Stored data
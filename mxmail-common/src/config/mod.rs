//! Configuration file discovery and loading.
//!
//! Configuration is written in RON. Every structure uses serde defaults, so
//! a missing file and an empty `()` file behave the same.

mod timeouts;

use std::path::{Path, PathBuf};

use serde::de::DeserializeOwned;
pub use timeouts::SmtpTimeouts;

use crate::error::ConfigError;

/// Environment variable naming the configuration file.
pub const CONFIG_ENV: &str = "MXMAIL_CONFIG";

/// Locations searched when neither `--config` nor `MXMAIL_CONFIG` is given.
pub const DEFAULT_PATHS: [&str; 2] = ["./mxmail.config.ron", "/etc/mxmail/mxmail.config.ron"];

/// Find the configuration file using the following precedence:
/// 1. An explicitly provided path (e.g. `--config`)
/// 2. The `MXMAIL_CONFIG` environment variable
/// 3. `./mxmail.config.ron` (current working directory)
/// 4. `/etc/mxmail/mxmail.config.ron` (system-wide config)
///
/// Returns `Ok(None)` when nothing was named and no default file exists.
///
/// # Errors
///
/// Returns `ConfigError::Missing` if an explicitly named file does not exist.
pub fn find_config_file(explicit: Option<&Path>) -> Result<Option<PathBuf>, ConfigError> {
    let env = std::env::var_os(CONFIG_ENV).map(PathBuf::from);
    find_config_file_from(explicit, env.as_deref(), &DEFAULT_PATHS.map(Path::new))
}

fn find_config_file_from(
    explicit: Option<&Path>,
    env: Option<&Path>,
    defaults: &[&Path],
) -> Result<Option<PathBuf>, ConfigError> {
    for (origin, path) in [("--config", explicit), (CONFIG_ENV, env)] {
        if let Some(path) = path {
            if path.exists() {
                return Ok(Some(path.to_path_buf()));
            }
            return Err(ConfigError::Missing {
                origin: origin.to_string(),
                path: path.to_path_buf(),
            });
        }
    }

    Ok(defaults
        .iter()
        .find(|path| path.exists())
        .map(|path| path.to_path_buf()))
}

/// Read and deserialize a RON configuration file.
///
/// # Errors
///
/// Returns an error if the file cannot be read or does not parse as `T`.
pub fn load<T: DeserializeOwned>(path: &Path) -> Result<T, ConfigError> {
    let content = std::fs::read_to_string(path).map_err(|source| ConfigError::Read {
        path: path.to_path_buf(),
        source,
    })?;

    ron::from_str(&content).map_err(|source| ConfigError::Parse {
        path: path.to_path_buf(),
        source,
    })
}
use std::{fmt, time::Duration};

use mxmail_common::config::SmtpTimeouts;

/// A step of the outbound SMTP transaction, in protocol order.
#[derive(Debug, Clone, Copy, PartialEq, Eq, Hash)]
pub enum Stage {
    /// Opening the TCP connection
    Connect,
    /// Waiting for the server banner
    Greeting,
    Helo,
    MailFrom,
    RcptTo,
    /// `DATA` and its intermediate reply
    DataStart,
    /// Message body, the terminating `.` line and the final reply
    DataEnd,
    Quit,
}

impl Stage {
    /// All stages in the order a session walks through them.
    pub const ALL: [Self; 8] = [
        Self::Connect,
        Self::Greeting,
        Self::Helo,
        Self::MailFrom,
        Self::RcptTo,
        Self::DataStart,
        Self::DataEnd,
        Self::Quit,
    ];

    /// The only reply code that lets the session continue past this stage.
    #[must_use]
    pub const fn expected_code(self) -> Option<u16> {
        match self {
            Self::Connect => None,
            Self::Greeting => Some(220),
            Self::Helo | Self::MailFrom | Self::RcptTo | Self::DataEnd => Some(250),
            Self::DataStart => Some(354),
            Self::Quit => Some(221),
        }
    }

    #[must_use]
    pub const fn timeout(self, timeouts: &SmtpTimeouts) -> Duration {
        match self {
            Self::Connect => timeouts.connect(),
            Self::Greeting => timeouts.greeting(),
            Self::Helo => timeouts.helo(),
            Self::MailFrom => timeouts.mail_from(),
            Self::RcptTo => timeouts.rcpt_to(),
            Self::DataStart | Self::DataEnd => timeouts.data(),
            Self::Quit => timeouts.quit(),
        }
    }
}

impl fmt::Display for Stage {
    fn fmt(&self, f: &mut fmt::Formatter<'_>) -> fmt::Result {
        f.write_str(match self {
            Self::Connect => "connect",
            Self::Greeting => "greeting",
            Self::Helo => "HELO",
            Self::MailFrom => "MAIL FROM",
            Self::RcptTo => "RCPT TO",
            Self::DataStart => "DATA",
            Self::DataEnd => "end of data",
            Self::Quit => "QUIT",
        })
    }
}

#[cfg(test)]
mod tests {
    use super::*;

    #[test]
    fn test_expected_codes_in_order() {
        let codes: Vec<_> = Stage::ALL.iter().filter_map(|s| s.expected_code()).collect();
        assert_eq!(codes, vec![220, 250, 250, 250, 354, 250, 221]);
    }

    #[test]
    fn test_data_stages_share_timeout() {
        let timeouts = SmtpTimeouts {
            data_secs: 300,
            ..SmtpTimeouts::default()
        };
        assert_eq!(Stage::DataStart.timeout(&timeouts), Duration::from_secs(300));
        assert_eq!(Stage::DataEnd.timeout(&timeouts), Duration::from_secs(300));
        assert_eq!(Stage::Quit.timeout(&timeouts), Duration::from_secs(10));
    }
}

...

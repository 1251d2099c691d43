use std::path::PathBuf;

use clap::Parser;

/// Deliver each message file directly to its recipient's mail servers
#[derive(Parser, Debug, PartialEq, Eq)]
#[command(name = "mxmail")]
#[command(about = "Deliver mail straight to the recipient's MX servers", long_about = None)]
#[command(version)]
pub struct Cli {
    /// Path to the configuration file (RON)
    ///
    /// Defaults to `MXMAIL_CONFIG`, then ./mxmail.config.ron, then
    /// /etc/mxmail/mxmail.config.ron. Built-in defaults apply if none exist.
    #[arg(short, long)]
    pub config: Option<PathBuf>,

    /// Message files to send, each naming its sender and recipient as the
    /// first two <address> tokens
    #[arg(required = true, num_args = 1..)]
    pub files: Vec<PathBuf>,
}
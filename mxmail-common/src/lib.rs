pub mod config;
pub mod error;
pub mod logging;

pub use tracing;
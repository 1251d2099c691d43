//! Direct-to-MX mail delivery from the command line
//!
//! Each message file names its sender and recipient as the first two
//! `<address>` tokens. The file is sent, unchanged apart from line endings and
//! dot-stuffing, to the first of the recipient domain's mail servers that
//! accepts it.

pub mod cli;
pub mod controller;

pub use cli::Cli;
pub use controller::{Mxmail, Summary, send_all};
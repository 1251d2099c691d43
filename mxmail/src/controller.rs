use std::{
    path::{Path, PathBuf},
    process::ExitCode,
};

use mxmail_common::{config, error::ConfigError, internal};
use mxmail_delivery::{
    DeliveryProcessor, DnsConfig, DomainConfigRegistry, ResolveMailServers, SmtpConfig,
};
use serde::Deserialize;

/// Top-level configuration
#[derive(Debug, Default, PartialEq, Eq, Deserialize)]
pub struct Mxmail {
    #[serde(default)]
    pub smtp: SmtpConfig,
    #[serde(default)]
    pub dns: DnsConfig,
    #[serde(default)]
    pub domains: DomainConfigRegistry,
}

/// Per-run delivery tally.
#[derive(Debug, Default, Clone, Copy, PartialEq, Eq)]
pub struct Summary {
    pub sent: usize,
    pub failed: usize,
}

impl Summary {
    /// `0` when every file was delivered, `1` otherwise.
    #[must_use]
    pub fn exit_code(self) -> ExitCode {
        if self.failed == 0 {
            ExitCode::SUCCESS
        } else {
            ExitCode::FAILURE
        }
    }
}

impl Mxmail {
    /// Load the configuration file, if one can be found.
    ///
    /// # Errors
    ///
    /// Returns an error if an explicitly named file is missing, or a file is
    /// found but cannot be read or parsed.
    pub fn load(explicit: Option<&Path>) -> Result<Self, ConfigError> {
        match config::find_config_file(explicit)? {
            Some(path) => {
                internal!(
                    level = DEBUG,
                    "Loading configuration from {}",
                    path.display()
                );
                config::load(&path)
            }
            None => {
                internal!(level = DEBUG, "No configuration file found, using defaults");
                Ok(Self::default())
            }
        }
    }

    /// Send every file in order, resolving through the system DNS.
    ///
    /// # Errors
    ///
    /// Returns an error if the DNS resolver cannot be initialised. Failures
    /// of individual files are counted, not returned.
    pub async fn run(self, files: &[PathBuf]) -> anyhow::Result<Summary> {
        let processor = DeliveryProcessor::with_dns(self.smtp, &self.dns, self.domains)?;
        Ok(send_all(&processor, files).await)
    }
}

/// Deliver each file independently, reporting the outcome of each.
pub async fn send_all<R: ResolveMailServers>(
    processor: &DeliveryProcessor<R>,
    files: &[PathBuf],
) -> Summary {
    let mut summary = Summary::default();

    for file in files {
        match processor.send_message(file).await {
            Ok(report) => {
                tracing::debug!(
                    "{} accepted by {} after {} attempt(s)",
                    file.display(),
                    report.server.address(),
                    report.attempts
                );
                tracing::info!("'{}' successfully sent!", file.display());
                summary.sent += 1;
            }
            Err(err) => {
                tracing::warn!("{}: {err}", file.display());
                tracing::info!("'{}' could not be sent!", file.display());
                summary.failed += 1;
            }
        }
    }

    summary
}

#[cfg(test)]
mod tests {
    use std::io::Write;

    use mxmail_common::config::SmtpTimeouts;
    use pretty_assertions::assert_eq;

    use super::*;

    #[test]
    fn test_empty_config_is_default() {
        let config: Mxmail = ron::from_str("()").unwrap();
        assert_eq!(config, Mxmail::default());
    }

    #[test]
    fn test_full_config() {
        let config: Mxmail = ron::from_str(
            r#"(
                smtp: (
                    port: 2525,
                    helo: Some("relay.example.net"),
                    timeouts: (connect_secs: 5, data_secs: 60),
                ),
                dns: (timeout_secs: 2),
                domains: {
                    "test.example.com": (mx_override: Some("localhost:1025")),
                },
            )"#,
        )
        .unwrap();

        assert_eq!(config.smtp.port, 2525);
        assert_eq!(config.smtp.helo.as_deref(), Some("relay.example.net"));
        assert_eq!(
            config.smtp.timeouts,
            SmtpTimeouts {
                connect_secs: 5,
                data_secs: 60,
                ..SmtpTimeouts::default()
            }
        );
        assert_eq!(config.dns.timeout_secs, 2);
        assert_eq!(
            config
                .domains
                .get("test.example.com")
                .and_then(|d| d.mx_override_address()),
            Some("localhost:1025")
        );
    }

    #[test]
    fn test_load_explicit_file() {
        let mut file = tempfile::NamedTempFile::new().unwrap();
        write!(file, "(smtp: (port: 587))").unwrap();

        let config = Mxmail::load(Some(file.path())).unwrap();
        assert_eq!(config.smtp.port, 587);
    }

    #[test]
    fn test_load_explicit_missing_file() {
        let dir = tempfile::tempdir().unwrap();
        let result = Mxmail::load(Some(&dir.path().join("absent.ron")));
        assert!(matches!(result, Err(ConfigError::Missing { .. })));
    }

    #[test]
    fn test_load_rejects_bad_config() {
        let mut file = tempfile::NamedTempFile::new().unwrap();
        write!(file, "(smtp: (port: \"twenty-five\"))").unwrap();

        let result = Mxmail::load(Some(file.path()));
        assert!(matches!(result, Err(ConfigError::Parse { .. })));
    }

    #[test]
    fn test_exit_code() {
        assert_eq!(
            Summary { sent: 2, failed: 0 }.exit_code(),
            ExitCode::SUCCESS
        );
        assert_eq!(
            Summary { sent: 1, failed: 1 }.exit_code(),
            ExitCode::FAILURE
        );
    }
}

> [To do]: From the records above, pull out every line containing the word "reply".

> [Task result]:
    /// `DATA` and its intermediate reply
    /// Message body, the terminating `.` line and the final reply
    /// The only reply code that lets the session continue past this stage.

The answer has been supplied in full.